use chrono::{DateTime, Utc};
use serde::{Deserialize, Serialize};
use std::fmt;
use std::str::FromStr;

use crate::span::Span;

/// Status given to documents that were bootstrapped or created without one.
pub const DEFAULT_STATUS: &str = "in_progress";

const MAX_DOCUMENT_ID_LEN: usize = 128;

/// Fresh random identifier for documents, entities and relations.
pub fn new_id() -> String {
    uuid::Uuid::new_v4().to_string()
}

/// Document ids double as file names, so they are restricted to `[A-Za-z0-9._-]`
/// and may not start with a dot.
pub fn is_valid_document_id(id: &str) -> bool {
    !id.is_empty()
        && id.len() <= MAX_DOCUMENT_ID_LEN
        && !id.starts_with('.')
        && id
            .chars()
            .all(|c| c.is_ascii_alphanumeric() || matches!(c, '.' | '_' | '-'))
}

fn default_status() -> String {
    DEFAULT_STATUS.to_string()
}

#[derive(Debug, Clone, PartialEq, Serialize, Deserialize)]
pub struct Entity {
    pub id: String,
    pub start: usize,
    pub end: usize,
    pub text: String,
    #[serde(rename = "type")]
    pub entity_type: String,
    #[serde(default)]
    pub code: Option<String>,
    #[serde(default)]
    pub annotator: Option<String>,
    #[serde(default = "Utc::now")]
    pub timestamp: DateTime<Utc>,
}

impl Entity {
    pub fn span(&self) -> Span {
        Span::new(self.start, self.end)
    }
}

#[derive(Debug, Clone, Copy, Default, PartialEq, Eq, Serialize, Deserialize)]
#[serde(rename_all = "lowercase")]
pub enum Direction {
    #[default]
    Forward,
    Reverse,
}

impl Direction {
    pub fn as_str(&self) -> &'static str {
        match self {
            Direction::Forward => "forward",
            Direction::Reverse => "reverse",
        }
    }
}

impl fmt::Display for Direction {
    fn fmt(&self, f: &mut fmt::Formatter<'_>) -> fmt::Result {
        f.write_str(self.as_str())
    }
}

impl FromStr for Direction {
    type Err = String;

    fn from_str(s: &str) -> Result<Self, Self::Err> {
        match s {
            "forward" => Ok(Direction::Forward),
            "reverse" => Ok(Direction::Reverse),
            other => Err(format!(
                "direction must be 'forward' or 'reverse', got '{}'",
                other
            )),
        }
    }
}

#[derive(Debug, Clone, PartialEq, Serialize, Deserialize)]
pub struct Relation {
    pub id: String,
    pub source_entity_id: String,
    pub target_entity_id: String,
    pub relation_type: String,
    #[serde(default)]
    pub direction: Direction,
    #[serde(default)]
    pub annotator: Option<String>,
    #[serde(default = "Utc::now")]
    pub timestamp: DateTime<Utc>,
}

/// A short clinical text together with its annotations.
///
/// Entities and relations keep insertion order; that order is what gets
/// persisted and exported.
#[derive(Debug, Clone, PartialEq, Serialize, Deserialize)]
pub struct Document {
    pub id: String,
    pub text: String,
    #[serde(default = "default_status")]
    pub status: String,
    #[serde(default)]
    pub entities: Vec<Entity>,
    #[serde(default)]
    pub relations: Vec<Relation>,
}

impl Document {
    pub fn new(id: impl Into<String>, text: impl Into<String>) -> Self {
        Self {
            id: id.into(),
            text: text.into(),
            status: default_status(),
            entities: Vec::new(),
            relations: Vec::new(),
        }
    }

    pub fn entity(&self, entity_id: &str) -> Option<&Entity> {
        self.entities.iter().find(|e| e.id == entity_id)
    }

    pub fn has_entity(&self, entity_id: &str) -> bool {
        self.entity(entity_id).is_some()
    }

    pub fn entity_spans(&self) -> Vec<Span> {
        self.entities.iter().map(Entity::span).collect()
    }

    pub fn summary(&self) -> DocumentSummary {
        DocumentSummary {
            id: self.id.clone(),
            status: self.status.clone(),
            entity_count: self.entities.len(),
            relation_count: self.relations.len(),
        }
    }
}

#[derive(Debug, Clone, PartialEq, Eq, Serialize, Deserialize)]
pub struct DocumentSummary {
    pub id: String,
    pub status: String,
    pub entity_count: usize,
    pub relation_count: usize,
}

┄┄┄┄┄┄

▶ **Your goal**: Every line of the material above that has the string "impl" needs pulling out.

▶ **Output for this task**:
impl Entity {
impl Direction {
impl fmt::Display for Direction {
impl FromStr for Direction {
impl Document {
    pub fn new(id: impl Into<String>, text: impl Into<String>) -> Self {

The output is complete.